(Aim of the task) Find the line with "their username and email." in the entries below, then reproduce it and every line after it down to and including the line with "(username_input(&form.username, errors.username))", exactly.

(Exercise materials)
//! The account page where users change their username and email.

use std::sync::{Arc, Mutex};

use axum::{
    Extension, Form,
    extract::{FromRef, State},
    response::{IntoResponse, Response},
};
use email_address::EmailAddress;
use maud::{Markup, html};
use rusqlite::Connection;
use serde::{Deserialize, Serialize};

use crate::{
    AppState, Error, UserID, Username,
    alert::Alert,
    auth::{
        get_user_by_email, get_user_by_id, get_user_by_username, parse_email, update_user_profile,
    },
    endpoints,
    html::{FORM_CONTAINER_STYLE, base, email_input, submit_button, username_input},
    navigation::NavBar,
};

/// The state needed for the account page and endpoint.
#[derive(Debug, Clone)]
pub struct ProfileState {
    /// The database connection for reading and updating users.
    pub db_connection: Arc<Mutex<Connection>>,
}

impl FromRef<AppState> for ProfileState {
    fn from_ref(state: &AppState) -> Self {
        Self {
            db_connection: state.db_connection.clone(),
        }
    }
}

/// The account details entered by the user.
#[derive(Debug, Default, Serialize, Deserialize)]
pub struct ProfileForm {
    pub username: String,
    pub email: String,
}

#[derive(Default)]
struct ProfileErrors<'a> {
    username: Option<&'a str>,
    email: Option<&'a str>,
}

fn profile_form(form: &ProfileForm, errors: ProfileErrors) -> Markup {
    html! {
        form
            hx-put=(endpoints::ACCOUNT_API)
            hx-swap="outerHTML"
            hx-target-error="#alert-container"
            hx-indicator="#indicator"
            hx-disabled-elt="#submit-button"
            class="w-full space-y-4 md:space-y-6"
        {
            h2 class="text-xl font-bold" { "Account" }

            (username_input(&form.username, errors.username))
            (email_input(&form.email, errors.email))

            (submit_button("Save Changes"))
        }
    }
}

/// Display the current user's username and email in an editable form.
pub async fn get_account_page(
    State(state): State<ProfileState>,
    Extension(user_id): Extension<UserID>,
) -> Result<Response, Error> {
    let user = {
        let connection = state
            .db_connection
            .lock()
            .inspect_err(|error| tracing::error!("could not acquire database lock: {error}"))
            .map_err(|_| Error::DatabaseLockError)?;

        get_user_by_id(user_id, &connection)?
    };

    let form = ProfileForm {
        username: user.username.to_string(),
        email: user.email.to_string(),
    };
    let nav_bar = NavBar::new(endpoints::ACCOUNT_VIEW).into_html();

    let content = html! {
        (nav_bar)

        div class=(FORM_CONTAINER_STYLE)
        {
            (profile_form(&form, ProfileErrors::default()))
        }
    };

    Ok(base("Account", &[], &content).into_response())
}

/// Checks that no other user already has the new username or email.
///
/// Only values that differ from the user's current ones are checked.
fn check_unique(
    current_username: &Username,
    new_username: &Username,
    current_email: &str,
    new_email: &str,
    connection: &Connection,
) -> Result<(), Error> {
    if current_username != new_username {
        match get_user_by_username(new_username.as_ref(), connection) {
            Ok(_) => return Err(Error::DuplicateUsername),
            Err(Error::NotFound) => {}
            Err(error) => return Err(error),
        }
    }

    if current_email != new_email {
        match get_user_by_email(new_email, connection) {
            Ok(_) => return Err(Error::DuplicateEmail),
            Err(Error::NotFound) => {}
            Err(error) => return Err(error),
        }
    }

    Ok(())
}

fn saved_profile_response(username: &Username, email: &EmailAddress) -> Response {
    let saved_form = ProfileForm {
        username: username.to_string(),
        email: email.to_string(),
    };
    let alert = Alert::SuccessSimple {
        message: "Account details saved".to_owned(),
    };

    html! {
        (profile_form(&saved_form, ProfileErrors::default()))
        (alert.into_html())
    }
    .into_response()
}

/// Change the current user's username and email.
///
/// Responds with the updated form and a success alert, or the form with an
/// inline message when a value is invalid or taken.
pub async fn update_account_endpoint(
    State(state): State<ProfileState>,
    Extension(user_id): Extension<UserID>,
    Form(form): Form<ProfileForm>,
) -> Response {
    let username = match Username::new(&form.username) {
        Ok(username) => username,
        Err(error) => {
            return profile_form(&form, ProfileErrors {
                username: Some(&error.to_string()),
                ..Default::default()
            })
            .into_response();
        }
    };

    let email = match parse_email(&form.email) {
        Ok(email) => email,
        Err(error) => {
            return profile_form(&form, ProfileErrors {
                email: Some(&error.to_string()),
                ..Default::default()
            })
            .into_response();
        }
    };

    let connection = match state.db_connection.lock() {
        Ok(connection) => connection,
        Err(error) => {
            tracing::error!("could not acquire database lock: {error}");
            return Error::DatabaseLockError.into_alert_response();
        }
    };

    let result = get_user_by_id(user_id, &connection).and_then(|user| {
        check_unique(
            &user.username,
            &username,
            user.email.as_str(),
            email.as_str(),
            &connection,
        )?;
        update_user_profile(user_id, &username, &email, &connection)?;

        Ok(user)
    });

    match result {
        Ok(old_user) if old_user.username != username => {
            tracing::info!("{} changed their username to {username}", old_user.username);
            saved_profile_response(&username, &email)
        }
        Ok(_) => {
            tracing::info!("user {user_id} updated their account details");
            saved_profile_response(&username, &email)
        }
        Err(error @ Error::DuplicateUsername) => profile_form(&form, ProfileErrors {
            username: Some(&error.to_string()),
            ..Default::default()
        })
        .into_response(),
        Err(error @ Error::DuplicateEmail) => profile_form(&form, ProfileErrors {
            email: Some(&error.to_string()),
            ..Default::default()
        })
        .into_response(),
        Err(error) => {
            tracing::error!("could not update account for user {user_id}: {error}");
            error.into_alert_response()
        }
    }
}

* * *

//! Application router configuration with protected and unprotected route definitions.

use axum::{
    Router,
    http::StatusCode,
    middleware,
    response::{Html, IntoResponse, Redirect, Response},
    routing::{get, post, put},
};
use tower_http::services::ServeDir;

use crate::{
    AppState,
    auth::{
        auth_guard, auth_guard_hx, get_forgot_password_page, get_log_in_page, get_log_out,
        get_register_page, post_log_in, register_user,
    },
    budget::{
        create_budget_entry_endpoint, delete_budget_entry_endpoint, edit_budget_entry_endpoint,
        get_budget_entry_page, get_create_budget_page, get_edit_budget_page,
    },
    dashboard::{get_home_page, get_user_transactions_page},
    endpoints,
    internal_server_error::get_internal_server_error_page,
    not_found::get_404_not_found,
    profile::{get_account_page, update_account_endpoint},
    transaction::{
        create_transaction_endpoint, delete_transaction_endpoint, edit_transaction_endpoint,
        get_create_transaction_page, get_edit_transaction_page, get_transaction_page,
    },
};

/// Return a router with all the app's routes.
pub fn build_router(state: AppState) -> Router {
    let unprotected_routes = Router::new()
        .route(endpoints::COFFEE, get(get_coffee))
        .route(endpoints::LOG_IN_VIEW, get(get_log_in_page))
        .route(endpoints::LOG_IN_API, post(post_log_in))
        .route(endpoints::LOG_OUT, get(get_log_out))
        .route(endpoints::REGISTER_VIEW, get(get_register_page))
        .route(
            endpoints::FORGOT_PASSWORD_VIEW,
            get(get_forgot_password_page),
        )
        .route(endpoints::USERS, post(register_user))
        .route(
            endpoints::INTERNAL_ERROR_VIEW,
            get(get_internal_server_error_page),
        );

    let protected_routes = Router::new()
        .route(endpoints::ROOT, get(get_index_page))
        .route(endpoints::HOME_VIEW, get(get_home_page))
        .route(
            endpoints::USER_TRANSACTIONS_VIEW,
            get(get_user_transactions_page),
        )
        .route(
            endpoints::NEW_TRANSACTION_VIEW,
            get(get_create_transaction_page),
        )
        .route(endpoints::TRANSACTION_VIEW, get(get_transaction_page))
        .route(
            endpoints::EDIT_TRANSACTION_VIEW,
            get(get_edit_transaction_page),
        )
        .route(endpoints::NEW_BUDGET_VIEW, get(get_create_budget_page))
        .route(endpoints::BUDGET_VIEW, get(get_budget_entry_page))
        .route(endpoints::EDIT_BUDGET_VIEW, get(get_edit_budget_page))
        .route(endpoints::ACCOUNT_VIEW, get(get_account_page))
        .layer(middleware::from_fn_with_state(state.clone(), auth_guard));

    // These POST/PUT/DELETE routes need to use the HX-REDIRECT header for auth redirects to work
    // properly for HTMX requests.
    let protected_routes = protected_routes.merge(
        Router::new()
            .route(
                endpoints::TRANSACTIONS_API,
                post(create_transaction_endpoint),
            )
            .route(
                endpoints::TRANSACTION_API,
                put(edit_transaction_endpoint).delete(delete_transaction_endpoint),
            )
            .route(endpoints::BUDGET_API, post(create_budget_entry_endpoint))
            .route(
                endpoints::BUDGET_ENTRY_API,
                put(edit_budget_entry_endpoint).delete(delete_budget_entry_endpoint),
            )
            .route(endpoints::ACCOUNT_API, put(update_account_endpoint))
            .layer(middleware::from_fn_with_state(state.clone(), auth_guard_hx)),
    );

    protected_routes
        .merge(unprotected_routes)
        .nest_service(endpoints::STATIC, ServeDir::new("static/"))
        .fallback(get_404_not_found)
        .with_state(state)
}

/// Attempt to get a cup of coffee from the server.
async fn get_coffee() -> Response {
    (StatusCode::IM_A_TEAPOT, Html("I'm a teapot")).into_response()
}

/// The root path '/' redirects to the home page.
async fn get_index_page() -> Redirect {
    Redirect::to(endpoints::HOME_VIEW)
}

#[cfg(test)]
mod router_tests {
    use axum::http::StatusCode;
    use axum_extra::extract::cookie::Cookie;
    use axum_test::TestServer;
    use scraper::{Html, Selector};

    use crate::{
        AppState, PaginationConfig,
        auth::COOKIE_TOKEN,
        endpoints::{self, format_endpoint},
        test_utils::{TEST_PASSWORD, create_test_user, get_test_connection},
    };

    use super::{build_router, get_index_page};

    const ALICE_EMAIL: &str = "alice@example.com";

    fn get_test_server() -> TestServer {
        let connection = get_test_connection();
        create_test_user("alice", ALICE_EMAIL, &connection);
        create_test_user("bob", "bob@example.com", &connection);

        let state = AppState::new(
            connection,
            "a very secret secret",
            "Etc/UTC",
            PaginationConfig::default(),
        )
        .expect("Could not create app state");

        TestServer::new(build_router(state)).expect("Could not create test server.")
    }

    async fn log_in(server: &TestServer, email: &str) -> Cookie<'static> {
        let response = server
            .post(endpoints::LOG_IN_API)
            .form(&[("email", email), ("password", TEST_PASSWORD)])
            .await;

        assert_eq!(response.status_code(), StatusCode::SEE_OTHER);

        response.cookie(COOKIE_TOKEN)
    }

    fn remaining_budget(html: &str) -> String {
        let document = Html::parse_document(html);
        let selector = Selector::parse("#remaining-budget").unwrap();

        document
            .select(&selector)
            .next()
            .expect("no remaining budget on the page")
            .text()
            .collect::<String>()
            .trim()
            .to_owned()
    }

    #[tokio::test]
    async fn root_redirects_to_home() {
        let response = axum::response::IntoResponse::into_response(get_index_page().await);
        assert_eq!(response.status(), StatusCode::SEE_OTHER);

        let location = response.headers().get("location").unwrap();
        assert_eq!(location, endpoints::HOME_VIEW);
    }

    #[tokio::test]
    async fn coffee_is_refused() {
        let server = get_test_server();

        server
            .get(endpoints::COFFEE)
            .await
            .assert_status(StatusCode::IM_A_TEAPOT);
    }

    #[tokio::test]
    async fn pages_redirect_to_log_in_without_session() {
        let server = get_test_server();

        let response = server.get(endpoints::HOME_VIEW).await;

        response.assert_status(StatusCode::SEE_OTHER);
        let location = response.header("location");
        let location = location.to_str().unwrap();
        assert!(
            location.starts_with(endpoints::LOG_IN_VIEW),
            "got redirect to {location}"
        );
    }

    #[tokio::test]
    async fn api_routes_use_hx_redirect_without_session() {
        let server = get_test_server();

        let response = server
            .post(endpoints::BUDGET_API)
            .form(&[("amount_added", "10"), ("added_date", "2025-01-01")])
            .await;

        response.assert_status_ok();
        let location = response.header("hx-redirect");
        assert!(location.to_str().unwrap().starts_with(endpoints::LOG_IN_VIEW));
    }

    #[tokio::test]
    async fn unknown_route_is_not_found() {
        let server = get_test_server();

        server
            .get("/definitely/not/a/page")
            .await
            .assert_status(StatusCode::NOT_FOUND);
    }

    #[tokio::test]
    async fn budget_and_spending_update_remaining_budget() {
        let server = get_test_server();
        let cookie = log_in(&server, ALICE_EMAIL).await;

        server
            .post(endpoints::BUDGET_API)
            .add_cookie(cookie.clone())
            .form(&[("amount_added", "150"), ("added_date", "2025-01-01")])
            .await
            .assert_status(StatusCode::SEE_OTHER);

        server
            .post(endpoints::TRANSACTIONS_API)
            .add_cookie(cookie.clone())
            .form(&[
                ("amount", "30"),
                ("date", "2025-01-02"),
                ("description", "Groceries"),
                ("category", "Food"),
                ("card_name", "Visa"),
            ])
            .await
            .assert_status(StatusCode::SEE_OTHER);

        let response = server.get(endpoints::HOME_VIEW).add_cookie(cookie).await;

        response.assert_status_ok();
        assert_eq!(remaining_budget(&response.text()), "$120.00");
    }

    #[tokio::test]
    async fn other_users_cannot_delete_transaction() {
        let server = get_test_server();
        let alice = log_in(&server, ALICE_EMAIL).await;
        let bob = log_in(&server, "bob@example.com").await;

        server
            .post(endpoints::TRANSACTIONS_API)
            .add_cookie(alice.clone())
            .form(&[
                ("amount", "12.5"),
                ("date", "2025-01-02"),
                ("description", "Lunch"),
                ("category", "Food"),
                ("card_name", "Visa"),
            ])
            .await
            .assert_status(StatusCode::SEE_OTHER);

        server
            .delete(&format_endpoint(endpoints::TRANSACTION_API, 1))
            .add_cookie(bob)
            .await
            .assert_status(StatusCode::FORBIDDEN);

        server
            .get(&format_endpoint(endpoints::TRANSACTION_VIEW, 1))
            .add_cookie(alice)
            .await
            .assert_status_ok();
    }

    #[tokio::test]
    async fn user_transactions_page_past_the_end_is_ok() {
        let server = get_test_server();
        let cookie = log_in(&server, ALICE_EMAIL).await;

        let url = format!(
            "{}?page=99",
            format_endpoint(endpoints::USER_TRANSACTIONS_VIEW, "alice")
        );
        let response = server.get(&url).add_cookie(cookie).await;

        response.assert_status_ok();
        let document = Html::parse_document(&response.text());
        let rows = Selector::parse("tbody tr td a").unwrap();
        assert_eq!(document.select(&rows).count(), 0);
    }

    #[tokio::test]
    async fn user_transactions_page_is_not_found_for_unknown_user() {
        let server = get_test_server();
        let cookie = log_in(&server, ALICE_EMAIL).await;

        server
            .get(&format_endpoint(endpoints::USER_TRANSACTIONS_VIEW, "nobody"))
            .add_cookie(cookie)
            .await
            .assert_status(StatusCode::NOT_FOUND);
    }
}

(Expected answer)
//! The account page where users change their username and email.

use std::sync::{Arc, Mutex};

use axum::{
    Extension, Form,
    extract::{FromRef, State},
    response::{IntoResponse, Response},
};
use email_address::EmailAddress;
use maud::{Markup, html};
use rusqlite::Connection;
use serde::{Deserialize, Serialize};

use crate::{
    AppState, Error, UserID, Username,
    alert::Alert,
    auth::{
        get_user_by_email, get_user_by_id, get_user_by_username, parse_email, update_user_profile,
    },
    endpoints,
    html::{FORM_CONTAINER_STYLE, base, email_input, submit_button, username_input},
    navigation::NavBar,
};

/// The state needed for the account page and endpoint.
#[derive(Debug, Clone)]
pub struct ProfileState {
    /// The database connection for reading and updating users.
    pub db_connection: Arc<Mutex<Connection>>,
}

impl FromRef<AppState> for ProfileState {
    fn from_ref(state: &AppState) -> Self {
        Self {
            db_connection: state.db_connection.clone(),
        }
    }
}

/// The account details entered by the user.
#[derive(Debug, Default, Serialize, Deserialize)]
pub struct ProfileForm {
    pub username: String,
    pub email: String,
}

#[derive(Default)]
struct ProfileErrors<'a> {
    username: Option<&'a str>,
    email: Option<&'a str>,
}

fn profile_form(form: &ProfileForm, errors: ProfileErrors) -> Markup {
    html! {
        form
            hx-put=(endpoints::ACCOUNT_API)
            hx-swap="outerHTML"
            hx-target-error="#alert-container"
            hx-indicator="#indicator"
            hx-disabled-elt="#submit-button"
            class="w-full space-y-4 md:space-y-6"
        {
            h2 class="text-xl font-bold" { "Account" }

            (username_input(&form.username, errors.username))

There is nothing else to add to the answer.